“Am I Ready To Be President?”

A child with an adult looking face and seated in a fine carriage.

“Am I ready to be president?”  An alarming number of Americans are asking themselves this question, and, after a quick look in the mirror, deciding that the answer is yes.  It is a large legion of astonishingly raw talent whose names we’ve never heard of and perhaps can’t pronounce.

They can’t wait to throw their hats in the proverbial ring.  A bell goes off in their heads, and they begin forming exploratory committees.  Losers from lower-level races imagine finding redemption as presidential wannabes.  From tweets and selfie videos come presidential contenders.  In no time, they are on the royal road, schmoozing the nameless kingmakers of Iowa and holding hands with Stephen Colbert.

 

Image: “Our future president” (c.1867),
from this source.

6 responses

  1. Rather frightening actually! The continued left swing is likely to dilute the vote and help re-elect Der Fuerer.

    • Yes, and what’s interesting is that, though everyone wants to part of a party, the parties are no longer doing the work of organizing voter blocs and coordinating talent as they once did. The whole idea of parties is to sustain viable ideologies–so that when the party attains power the ideas can be put into practice. If officials within a party don’t agree on what they want, that can’t happen.
      Case in point, the tension between Speaker Pelosi and a certain bartender who is now in Congress.

  2. My goodness, who can even keep track of how many Dems have thrown their hats in the ring! Twelve to sixteen? By now, the number is larger than in 2016 when so many GOP hopefuls ran. . . . The Democratic presidential debates begin in mid-June! The “rule makers” decided that only those who have raised a certain amount of money will be allowed to debate. That “certain amount” has not yet been disclosed . . . . I do know one important fact: if the DEMS choose a far lefty, Rump will win again-UGH!

    • I believe that at least seventeen Democrats have declared: Warren, Harris, Booker, Gillibrand, Klobuchar, Yang, Ryan (Tim), Castro, O’Rourke, Delaney, Gabbard, Hickenlooper, Inslee, Messam, Sanders, Swalwell, and Williamson (Marianne, a spiritual writer).

      Buttigieg and Biden are likely candidates but haven’t formally committed to run.

      It really is a mess. What happened to the Republicans in 2016 is happening to the Dems in 2020. The parties have lost control over who their nominees will be. This is not at all what the founders intended; on the contrary, it’s what they feared.

  3. It’s pretty clear to me that Buttigieg has wanted to be president since he was about 12. So, not a snap decision on his part, except in the sense that he quickly decided that now was the time.

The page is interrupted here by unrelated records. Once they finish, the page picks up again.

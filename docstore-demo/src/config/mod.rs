//! Configuration and dependency initialization.

mod dependencies;
mod environment;

pub use dependencies::{wait_for_service, Dependencies};
pub use environment::{ConnectionMode, DemoConfig};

    Re the parties losing control of who their nominee will be, I don’t know. In the case of the democrats in 2016, Hillary came into the primaries with hundreds of pre-committed “super delegates”, which, in the eyes of Bernie supporters was an unfair “crowning” of the nominee. Not sure if the old system works anymore, but what will replace it is anyone’s guess. (I’m disturbed by Buttigieg promoting abandoning the electoral college. On the other hand, he can throw that idea out there, knowing full well that it will take a constitutional amendment to do so, so that the demise of the college would not happen quickly, and would not be his direct responsibility.)

    • What is the expression? Chance favors the prepared mind? Certainly those vying for the Democratic nomination have pondered their choice and decided that it’s worth doing, just as Trump and Sanders did last time around. And yet they can’t all be right . . . the primary system is great in that it’s open to talent, yet it’s very inefficient in terms of how long it goes on and how many resources go into all those losing races. And the ideological independence of candidates for national office is leading to a loss of cohesion in the major parties after candidates are elected. (Think of how Nancy Pelosi and AOC are butting heads now that they are both where they want to be.) In the past, parties tried more strenuously to protect this cohesion. Now they’re giving up–at least that’s how I read things.

      I hadn’t been following the DNC’s rules changes, but I gather that the party has stripped the superdelegates of their voting power (according to this article). They also have a rule requiring candidates to be Democratic party members and to serve the party afterwards (a kind of anti-Bernie rule).

      As for the electoral college, let’s hear what its critics would replace it with. Currently, half of the nation’s population is concentrated in just 9 states, so it’s tough to imagine the majority of states that are less populous agreeing to get rid of the EC.